Il video dell'abbraccio alla scuola di bimbi e genitori contro la didattica a distanza
Nella mattina di sabato 13 marzo, una novantina di persone tra piccoli alunni, mamme e papà hanno attuato una manifestazione pacifica presso l'istituto di Monterosso
di Marco Oldrati
Essere chiusi fuori di casa è uno spauracchio dei bambini e non andare a scuola una felicità, ma qui lo spauracchio è diventato essere chiusi fuori da scuola. E per vincere questa paura stamattina (sabato 13 marzo) una novantina di bambini hanno “abbracciato” la loro scuola, la Papa Giovanni di Monterosso, con l’aiuto di nastri colorati e dei loro genitori, nel rispetto delle regole del distanziamento, ma con la serena convinzione che «la loro casa non è una scuola».
Sulla scia e per iniziativa del gruppo di genitori dell’Istituto Camozzi che aveva promosso il flash mob degli zaini appesi alle ringhiere, i bimbi e i loro papà e le loro mamme hanno circondato pacificamente il perimetro della scuola e l’hanno riconquistata per qualche minuto urlando con gioia la loro voglia di tornarci al più presto.
Un segnale forte per dire alle autorità che il loro diritto all’educazione non è risolto dalla sua versione surrogata e liofilizzata chiamata DAD, che vogliono una parità di diritti con quegli adulti che lavorano in presenza, che vanno nei negozi, che frequentano i bar, che si incontrano per ragioni professionali.

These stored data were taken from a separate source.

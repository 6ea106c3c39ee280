use chrono::{DateTime, Utc};
use serde::{Deserialize, Serialize};
use thiserror::Error;

/// Admin token claims (transport-agnostic).
///
/// This is the minimal set of claims promostore expects once a token has been
/// decoded/verified by whatever transport/security layer is in use. The
/// identity provider is the source of truth for `email`; the allow-list
/// decides whether that email may use the dashboard.
#[derive(Debug, Clone, PartialEq, Eq, Serialize, Deserialize)]
pub struct AdminClaims {
    /// Authenticated email, as asserted by the identity provider.
    pub email: String,

    /// Issued-at timestamp.
    pub issued_at: DateTime<Utc>,

    /// Expiration timestamp.
    pub expires_at: DateTime<Utc>,
}

#[derive(Debug, Error, Clone, PartialEq, Eq)]
pub enum TokenValidationError {
    #[error("token has expired")]
    Expired,

    #[error("token not yet valid (issued_at is in the future)")]
    NotYetValid,

    #[error("invalid token time window (expires_at <= issued_at)")]
    InvalidTimeWindow,

    #[error("token carries no email claim")]
    MissingEmail,
}

/// Deterministically validate admin claims.
///
/// Note: this validates the *claims* only. Signature verification / decoding
/// is intentionally outside this crate.
pub fn validate_claims(claims: &AdminClaims, now: DateTime<Utc>) -> Result<(), TokenValidationError> {
    if claims.email.trim().is_empty() {
        return Err(TokenValidationError::MissingEmail);
    }
    if claims.expires_at <= claims.issued_at {
        return Err(TokenValidationError::InvalidTimeWindow);
    }
    if now < claims.issued_at {
        return Err(TokenValidationError::NotYetValid);
    }
    if now >= claims.expires_at {
        return Err(TokenValidationError::Expired);
    }
    Ok(())
}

La chiusura delle scuole sta producendo difficoltà palesi che non sono solo limitate a un apprendimento a distanza poco efficace, ma soprattutto in una riduzione delle relazioni fra bambini e con gli insegnanti, relazioni fondamentali soprattutto per i più piccoli in un’ottica sia didattica, sia educativa, sia formativa. Non sono mancate in questi tempi le segnalazioni di psicologi e psichiatri che hanno evidenziato la delicatezza della crescita di questa generazione di bambini confinati nelle proprie case.

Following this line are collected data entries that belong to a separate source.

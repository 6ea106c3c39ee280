use axum::http::StatusCode;
use axum::response::IntoResponse;
use serde_json::json;

use promostore_core::DomainError;
use promostore_infra::{MailError, MediaError, StoreError};

pub fn store_error_to_response(err: StoreError) -> axum::response::Response {
    match err {
        StoreError::Domain(e) => domain_error_to_response(e),
        StoreError::Backend(msg) => json_error(StatusCode::INTERNAL_SERVER_ERROR, "store_error", msg),
    }
}

pub fn domain_error_to_response(err: DomainError) -> axum::response::Response {
    match err {
        DomainError::Validation(msg) => json_error(StatusCode::BAD_REQUEST, "validation_error", msg),
        DomainError::InvalidId(msg) => json_error(StatusCode::BAD_REQUEST, "invalid_id", msg),
        DomainError::NotFound => json_error(StatusCode::NOT_FOUND, "not_found", "not found"),
        DomainError::Conflict(msg) => json_error(StatusCode::CONFLICT, "conflict", msg),
        DomainError::InvariantViolation(msg) => {
            json_error(StatusCode::UNPROCESSABLE_ENTITY, "invariant_violation", msg)
        }
        err @ DomainError::InsufficientStock { .. } => json_error(
            StatusCode::UNPROCESSABLE_ENTITY,
            "insufficient_stock",
            err.to_string(),
        ),
    }
}

pub fn media_error_to_response(err: MediaError) -> axum::response::Response {
    match err {
        MediaError::InvalidPath(msg) => json_error(StatusCode::BAD_REQUEST, "invalid_path", msg),
        MediaError::Upstream(msg) => json_error(StatusCode::BAD_GATEWAY, "media_upstream", msg),
    }
}

pub fn mail_error_to_response(err: MailError) -> axum::response::Response {
    match err {
        MailError::Compose(msg) => json_error(StatusCode::BAD_REQUEST, "validation_error", msg),
        MailError::Transport(msg) => json_error(StatusCode::BAD_GATEWAY, "mail_upstream", msg),
    }
}

/// 503 for endpoints whose upstream (WebDAV, SMTP) is not configured.
pub fn not_configured(what: &str) -> axum::response::Response {
    json_error(
        StatusCode::SERVICE_UNAVAILABLE,
        "not_configured",
        format!("{what} is not configured"),
    )
}

pub fn json_error(
    status: StatusCode,
    code: &'static str,
    message: impl Into<String>,
) -> axum::response::Response {
    (
        status,
        axum::Json(json!({
            "error": code,
            "message": message.into(),
        })),
    )
        .into_response()
}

Le parole d’ordine sono quelle ricorrenti, infanzia negata, educazione sterilizzata, bisogni affettivi che passano in totale second’ordine: la sensazione ricorrente nell’ascoltare i partecipanti è che la scuola e nella scuola si sarebbe potuto gestire il contatto, cosa che è difficilissimo fare quando i bimbi si incontrano per esempio in un parco per la loro smania di “recuperare il tempo e il terreno perduto”.
Insegnanti, genitori, nonni hanno accompagnato bambini felici di vedersi in faccia, di poter urlare all’aperto il loro disagio e hanno messo i puntini sulle "i" di molte contraddizioni in corso, da quelle più arrabbiate a quelle più stupite per il cattivo funzionamento anche di quegli strumenti di prevenzione che lavorano sull’isolamento dei contagi.
Le parole si fanno quasi nervose nella bocca delle maestre che rivedono dopo una decina di giorni i bimbi e non sanno che altro dire se non un «a presto» che suona quasi sarcastico e che nel momento in cui si girano e non hanno i bimbi a vista diventa una maschera facciale rigida mista di fastidio e impotenza.
Una protesta pacifica ma determinata, che ha l’ambizione di estendersi ad altre scuole della città e di ufficializzare il problema educativo e psicologico che questa generazione Covid sta vivendo in modo sempre più marcato e sempre meno gestito.